In class we derived the MOM and MLE for an exponential distribution with parameter ????. Conduct a Bootstrap simulation to compare the estimation of λ with sample sizes of n = 10, n = 100, and n = 500. Choose true value λ = 0.2 and use B = 1000. Calculate and compare the mean and standard error for each set of simulations to each other as well as their theoretical values.

To conduct a Bootstrap simulation to compare the estimation of the parameter λ of an exponential distribution with different sample sizes, let's follow these steps:

1. Generate a sample size of `n` from the exponential distribution with the true parameter λ = 0.2. Do this for n = 10, n = 100, and n = 500. For each sample, calculate the Method of Moments (MOM) and Maximum Likelihood Estimation (MLE) for λ.
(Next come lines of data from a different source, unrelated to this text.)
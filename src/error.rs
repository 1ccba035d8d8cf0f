//! Error types shared across the crate.

use std::fmt;
use std::path::PathBuf;
use thiserror::Error;

/// Result alias used throughout the crate.
pub type Result<T> = std::result::Result<T, Error>;

/// Error is every failure the reconciliation core and its collaborators can report.
#[derive(Debug, Error)]
pub enum Error {
    #[error(transparent)]
    Parse(#[from] ParseError),

    #[error("duplicate resource {name}: identities must be unique within a list")]
    DuplicateIdentity { name: String },

    #[error("resource {kind}/{name} not found")]
    NotFound { kind: String, name: String },

    #[error("invalid path '{path}': {reason}")]
    InvalidPath { path: String, reason: String },

    #[error("invalid filter '{input}': {reason}")]
    InvalidFilter { input: String, reason: String },

    #[error("failed to export {target} resources: {message}")]
    Export { target: String, message: String },

    #[error("could not process {file} template: {message}")]
    TemplateProcessing { file: String, message: String },

    #[error("cannot render {what}: {message}")]
    Render { what: String, message: String },

    #[error("cannot apply patch at '{path}': {reason}")]
    Patch { path: String, reason: String },

    #[error("failed to read {path:?}: {source}")]
    Io {
        path: PathBuf,
        #[source]
        source: std::io::Error,
    },

    #[error("invalid options: {message}")]
    Config { message: String },
}

impl Error {
    /// Creates a not found error.
    pub fn not_found(kind: impl Into<String>, name: impl Into<String>) -> Self {
        Error::NotFound {
            kind: kind.into(),
            name: name.into(),
        }
    }

    /// Creates an invalid path error.
    pub fn invalid_path(path: impl Into<String>, reason: impl Into<String>) -> Self {
        Error::InvalidPath {
            path: path.into(),
            reason: reason.into(),
        }
    }

    /// Creates an invalid filter error.
    pub fn invalid_filter(input: impl Into<String>, reason: impl Into<String>) -> Self {
        Error::InvalidFilter {
            input: input.into(),
            reason: reason.into(),
        }
    }

    /// Creates a patch application error.
    pub fn patch(path: impl Into<String>, reason: impl Into<String>) -> Self {
        Error::Patch {
            path: path.into(),
            reason: reason.into(),
        }
    }

    /// Creates an error for a value that could not be written out.
    pub fn render(what: impl Into<String>, message: impl fmt::Display) -> Self {
        Error::Render {
            what: what.into(),
            message: message.to_string(),
        }
    }

    /// Creates an I/O error for the given file.
    pub fn io(path: impl Into<PathBuf>, source: std::io::Error) -> Self {
        Error::Io {
            path: path.into(),
            source,
        }
    }
}

/// ParseError describes a malformed input document.
///
/// When the failure can be located, the offending line of the source document is
/// kept so the error can be diagnosed without the original input at hand.
#[derive(Debug, Clone, PartialEq, Eq)]
pub struct ParseError {
    pub message: String,
    /// 1-based line in the source document.
    pub line: Option<usize>,
    /// 1-based column in the source document.
    pub column: Option<usize>,
    /// Text of the offending line, or an excerpt of the offending object.
    pub context: Option<String>,
}

const MAX_CONTEXT_LEN: usize = 200;

impl ParseError {
    /// Creates a parse error without location information.
    pub fn new(message: impl Into<String>) -> Self {
        ParseError {
            message: message.into(),
            line: None,
            column: None,
            context: None,
        }
    }

    /// Attaches an excerpt of the offending document.
    pub fn with_context(mut self, context: impl Into<String>) -> Self {
        let mut context = context.into();
        if context.len() > MAX_CONTEXT_LEN {
            let mut cut = MAX_CONTEXT_LEN;
            while !context.is_char_boundary(cut) {
                cut -= 1;
            }
            context.truncate(cut);
            context.push_str("...");
        }
        self.context = Some(context);
        self
    }

    /// Builds a parse error from a YAML syntax error, pointing at the offending line of `source`.
    pub fn from_yaml(err: &serde_yaml::Error, source: &[u8]) -> Self {
        let mut parse_error = ParseError::new(err.to_string());
        if let Some(location) = err.location() {
            parse_error.line = Some(location.line());
            parse_error.column = Some(location.column());
            let text = String::from_utf8_lossy(source);
            if let Some(line) = text.lines().nth(location.line().saturating_sub(1)) {
                parse_error = parse_error.with_context(line);
            }
        }
        parse_error
    }
}

impl fmt::Display for ParseError {
    fn fmt(&self, f: &mut fmt::Formatter<'_>) -> fmt::Result {
        write!(f, "parse error: {}", self.message)?;
        match (&self.line, &self.context) {
            (Some(line), Some(context)) => write!(f, "\n{:>4} | {}", line, context),
            (None, Some(context)) => write!(f, "\n  in: {}", context),
            _ => Ok(()),
        }
    }
}

impl std::error::Error for ParseError {}

#[cfg(test)]
mod tests {
    use super::*;

    #[test]
    fn test_parse_error_points_at_line() {
        let source = b"kind: ConfigMap\nname: foo: bar\n";
        let err = serde_yaml::from_slice::<serde_yaml::Value>(source).unwrap_err();
        let parse_error = ParseError::from_yaml(&err, source);

        assert_eq!(parse_error.line, Some(2));
        assert_eq!(parse_error.context.as_deref(), Some("name: foo: bar"));
        let display = format!("{}", parse_error);
        assert!(display.starts_with("parse error:"));
        assert!(display.contains(" | "));
    }

    #[test]
    fn test_parse_error_context_is_truncated() {
        let long = "x".repeat(500);
        let parse_error = ParseError::new("missing kind").with_context(long);
        let context = parse_error.context.unwrap();
        assert!(context.ends_with("..."));
        assert_eq!(context.len(), MAX_CONTEXT_LEN + 3);
    }

    #[test]
    fn test_error_display() {
        let err = Error::DuplicateIdentity {
            name: "ConfigMap/foo".into(),
        };
        assert!(format!("{}", err).contains("ConfigMap/foo"));

        let err = Error::render("document", "unsupported value");
        assert_eq!(format!("{}", err), "cannot render document: unsupported value");

        let err = Error::not_found("Service", "bar");
        assert_eq!(format!("{}", err), "resource Service/bar not found");
    }
}
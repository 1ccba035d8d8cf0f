//! Resource module - Cluster objects, filters over them, and lists of them.
//!
//! Both sides of a comparison are a `ResourceList`: the desired state built from
//! rendered templates and the current state built from a platform export.

mod filter;
mod item;
mod list;


pub use filter::*;
pub use item::*;
pub use list::ResourceList;

pub(crate) use filter::resolve_kind;
pub(crate) use list::{parse_documents, unwrap_container};
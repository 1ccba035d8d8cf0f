//! Field path module - Addresses nested fields inside a value.
//!
//! Paths are shared by ignore-path pruning and patch generation, and are written
//! as JSON pointers.

mod path;
mod pointer;

pub use path::*;
pub use pointer::*;
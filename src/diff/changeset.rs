//! Classification of desired and current resources into a changeset.

use std::fmt;

use tracing::{debug, debug_span};

use super::ignore::{parse_ignore_paths, prune, IgnorePath};
use super::patch::{generate, PatchOperation};
use super::render::{render_addition, render_removal, render_update};
use crate::error::Result;
use crate::resource::{ResourceItem, ResourceList};
use crate::value::Value;

/// Action is what has to happen to a resource for the platform to match the templates.
#[derive(Debug, Clone, Copy, PartialEq, Eq, Hash)]
pub enum Action {
    Create,
    Update,
    Delete,
    Noop,
}

impl fmt::Display for Action {
    fn fmt(&self, f: &mut fmt::Formatter<'_>) -> fmt::Result {
        match self {
            Action::Create => write!(f, "create"),
            Action::Update => write!(f, "update"),
            Action::Delete => write!(f, "delete"),
            Action::Noop => write!(f, "noop"),
        }
    }
}

/// Change is the classification of one resource identity.
#[derive(Debug, Clone, PartialEq, Eq)]
pub struct Change {
    pub action: Action,
    pub kind: String,
    pub name: String,
    /// Body on the platform, absent for creations. Pruned for matched pairs.
    pub current: Option<Value>,
    /// Body from the templates, absent for deletions. Pruned for matched pairs.
    pub desired: Option<Value>,
    diff: String,
    patches: Vec<PatchOperation>,
}

impl Change {
    fn create(item: &ResourceItem, desired: Value) -> Result<Change> {
        Ok(Change {
            action: Action::Create,
            kind: item.kind.clone(),
            name: item.name.clone(),
            diff: render_addition(&desired)?,
            current: None,
            desired: Some(desired),
            patches: Vec::new(),
        })
    }

    fn delete(item: &ResourceItem, current: Value) -> Result<Change> {
        Ok(Change {
            action: Action::Delete,
            kind: item.kind.clone(),
            name: item.name.clone(),
            diff: render_removal(&current)?,
            current: Some(current),
            desired: None,
            patches: Vec::new(),
        })
    }

    fn compare(item: &ResourceItem, current: Value, desired: Value) -> Result<Change> {
        let (action, diff, patches) = if current == desired {
            (Action::Noop, String::new(), Vec::new())
        } else {
            (
                Action::Update,
                render_update(&current, &desired)?,
                generate(&current, &desired),
            )
        };
        Ok(Change {
            action,
            kind: item.kind.clone(),
            name: item.name.clone(),
            current: Some(current),
            desired: Some(desired),
            diff,
            patches,
        })
    }

    /// Returns the identity of the resource as "Kind/Name".
    pub fn item_name(&self) -> String {
        format!("{}/{}", self.kind, self.name)
    }

    /// Returns the human-readable difference. Empty for noops.
    pub fn diff(&self) -> &str {
        &self.diff
    }

    /// Returns the operations turning the current body into the desired one.
    /// Only updates carry operations.
    pub fn patches(&self) -> &[PatchOperation] {
        &self.patches
    }

    /// Serializes the patch operations as a JSON array.
    pub fn json_patches(&self, pretty: bool) -> String {
        let serialized = if pretty {
            serde_json::to_string_pretty(&self.patches)
        } else {
            serde_json::to_string(&self.patches)
        };
        // A list of operations over value trees always serializes.
        serialized.unwrap_or_else(|_| String::from("[]"))
    }
}

/// Changeset groups changes by action.
///
/// Creations, updates and noops follow template order; deletions follow
/// platform order.
#[derive(Debug, Clone, Default, PartialEq, Eq)]
pub struct Changeset {
    pub create: Vec<Change>,
    pub update: Vec<Change>,
    pub delete: Vec<Change>,
    pub noop: Vec<Change>,
}

impl Changeset {
    /// Compares the desired state (`template`) with the current state (`platform`).
    ///
    /// Ignore paths are pruned from both sides of every matched pair before
    /// comparing; creations and deletions carry the full bodies. With
    /// `upsert_only`, resources missing from the templates are left alone
    /// instead of being deleted.
    pub fn new<S: AsRef<str>>(
        platform: &ResourceList,
        template: &ResourceList,
        upsert_only: bool,
        ignore_paths: &[S],
    ) -> Result<Changeset> {
        let ignore_paths = parse_ignore_paths(ignore_paths)?;
        Changeset::with_ignore_paths(platform, template, upsert_only, &ignore_paths)
    }

    /// Like [`Changeset::new`], with ignore paths that are already parsed.
    pub fn with_ignore_paths(
        platform: &ResourceList,
        template: &ResourceList,
        upsert_only: bool,
        ignore_paths: &[IgnorePath],
    ) -> Result<Changeset> {
        let _span = debug_span!("changeset", current = platform.len(), desired = template.len()).entered();
        let mut changeset = Changeset::default();

        for desired in template {
            match platform.find(&desired.kind, &desired.name) {
                None => {
                    debug!(item = %desired.full_name(), "not on the platform, to create");
                    changeset.add(Change::create(desired, desired.config.clone())?);
                }
                Some(current) => {
                    let change = Change::compare(
                        desired,
                        prune(current, ignore_paths),
                        prune(desired, ignore_paths),
                    )?;
                    debug!(item = %desired.full_name(), action = %change.action, "compared");
                    changeset.add(change);
                }
            }
        }

        for current in platform {
            if template.contains(&current.kind, &current.name) {
                continue;
            }
            if upsert_only {
                debug!(item = %current.full_name(), "not in templates, kept because of upsert-only");
                continue;
            }
            debug!(item = %current.full_name(), "not in templates, to delete");
            changeset.add(Change::delete(current, current.config.clone())?);
        }

        debug!(summary = %changeset.summary(), "changeset calculated");
        Ok(changeset)
    }

    fn add(&mut self, change: Change) {
        match change.action {
            Action::Create => self.create.push(change),
            Action::Update => self.update.push(change),
            Action::Delete => self.delete.push(change),
            Action::Noop => self.noop.push(change),
        }
    }

    /// Returns true if nothing has to be created, updated or deleted.
    pub fn is_blank(&self) -> bool {
        self.create.is_empty() && self.update.is_empty() && self.delete.is_empty()
    }

    /// Returns the number of changes per action.
    pub fn summary(&self) -> Summary {
        Summary {
            noop: self.noop.len(),
            create: self.create.len(),
            update: self.update.len(),
            delete: self.delete.len(),
        }
    }
}

/// Summary counts the changes of a changeset per action.
#[derive(Debug, Clone, Copy, PartialEq, Eq, Default)]
pub struct Summary {
    pub noop: usize,
    pub create: usize,
    pub update: usize,
    pub delete: usize,
}

impl fmt::Display for Summary {
    fn fmt(&self, f: &mut fmt::Formatter<'_>) -> fmt::Result {
        write!(
            f,
            "{} in sync, {} to create, {} to update, {} to delete",
            self.noop, self.create, self.update, self.delete
        )
    }
}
Note: For an exponential distribution, the MOM estimator is the sample mean (1 / sample mean), and the MLE estimator is also the sample mean (1 / sample mean).

2. Perform B = 1000 Bootstrap resamplings from each original sample. For each resample, calculate the MOM and MLE estimates. This will give you 1000 estimates of λ for each sample size and each method.

3. Calculate the mean and standard error of the 1000 Bootstrap estimates of λ for each sample size and each method. This will provide you with the Bootstrap mean and standard error for MOM and MLE for each sample size.

4. Compare these Bootstrap mean and standard error values for each sample size to each other, as well as to their theoretical values. The theoretical mean of the estimator for λ should be λ itself, which is 0.2. The theoretical standard error for the MLE of an exponential distribution is λ / sqrt(n).

Now, let's look at the results you might expect:

For n = 10, you will likely see larger variability in the Bootstrap estimates with a higher standard error compared to larger sample sizes. The mean estimate for λ might also be less accurate.

For n = 100, the Bootstrap estimates should have a lower standard error and the mean estimate should be closer to the true value of λ.

For n = 500, the estimates should be even more accurate and less variable, with the mean very close to the true value of λ and the standard error should be smaller, reflecting the increased precision due to the larger sample size.